L’ONU semble parvenue à un tournant, que faudrait-il faire pour qu’elle maintienne la flamme et l’adhésion de toutes les nations de ce monde ? Ayant travaillé sept ans aux Nations unies, j'ai pu l'observer de l'intérieur, je suis persuadé que si l'on veut raviver la flamme, voire renforcer le rôle et la légitimité des Nations unies, il faut réfléchir et agir rapidement pour réformer l’institution. Il faut la rendre plus ouverte et plus inclusive. C'est sa seule chance de survie, car il y aujourd’hui une défiance grandissante envers elle. Ces quinze dernières années, ont été fondées toute une série d'organisations intergouvernementales qui se veulent être un petit peu des ONU bis (l'Organisation de la coopération de Shangaï, la Banque asiatique d'investissement pour les infrastructures). Il faudrait à tout prix éviter qu'une partie du monde, et notamment le monde émergeant, se retire progressivement des Nations unies en considérant que cette institution n'est pas suffisamment inclusive. Et à ce titre, il est intéressant de noter que plusieurs dirigeants, au cours de l'Assemblée générale, ont lancé des appels très forts pour une plus grande ouverture.

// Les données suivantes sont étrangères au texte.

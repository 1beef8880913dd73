//! # Shoots
//!
//! A bucket-oriented dataset store served over Arrow Flight.
//!
//! Datasets are Parquet files grouped into buckets on a local filesystem.
//! Clients upload and download them as Arrow record batches, filter or query
//! them with SQL on the way out, and manage them through Flight actions.
//!
//! ## Architecture
//!
//! - **Storage**: bucket directories, name validation, staged atomic writes
//! - **Query**: plain Parquet scans, or DataFusion for `where`/SQL tickets
//! - **Resample**: fixed-window time-series aggregation
//! - **API**: `FlightService` implementation, action dispatch, admin tokens

pub mod api;
pub mod auth;
pub mod client;
pub mod codec;
pub mod config;
pub mod dispatch;
pub mod query;
pub mod resample;
pub mod server;
pub mod service;
pub mod storage;
pub mod telemetry;

mod error;

pub use error::{Error, ErrorKind, Result};

/// Commonly used types.
pub mod prelude {
    pub use crate::client::ShootsClient;
    pub use crate::codec::{DatasetDescriptor, DatasetRef, DatasetTicket, Filter, ListRequest};
    pub use crate::config::ServerConfig;
    pub use crate::resample::{AggFunc, ResampleRule};
    pub use crate::server::{ShootsServer, ShutdownHandle};
    pub use crate::storage::{BucketStore, DeleteMode, WriteMode};
    pub use crate::{Error, ErrorKind, Result};
}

Je citerai deux exemples. Le premier appel est celui du président Erdogan qui a eu cette formule forte "le monde n'est pas seulement cinq". Il faut effectivement faire en sorte que tous ceux qui jouent un rôle de médiation, de développement, de paix puissent contribuer effectivement à la réflexion, à l'action et à la décision des Nations Unies. Le second appel est celui du président Macron ayant dit qu'il soutiendrait lui-même une réforme du fonctionnement du Conseil de sécurité des Nations unies. C'est assez rare d'ailleurs, qu'un pays membre du Conseil de sécurité lui-même, œuvre dans le sens de l’ouverture.
La crise actuelle de l’ONU est-elle en même temps source d’espoirs ?
Oui. Je crois qu'il y a là peut être un tournant lié à cette crise existentielle. Je pense que c'est la vertu de ces crises existentielles, c'est qu'elles participent à des prises de conscience et des avancées. Vous savez, il y a une formule en anglais qui dit : never waste crisis, ne gâcher jamais une crise. Et là, nous sommes dans une crise existentielle pour le monde entier. Nous devons saisir cette opportunité pour effectivement mener des vraies avancées et rétablir des équilibres internationaux. Il faut réinventer ou inventer des formes de coopération internationale où l'ensemble des parties prenantes considèrent qu'elles ont effectivement voix au chapitre.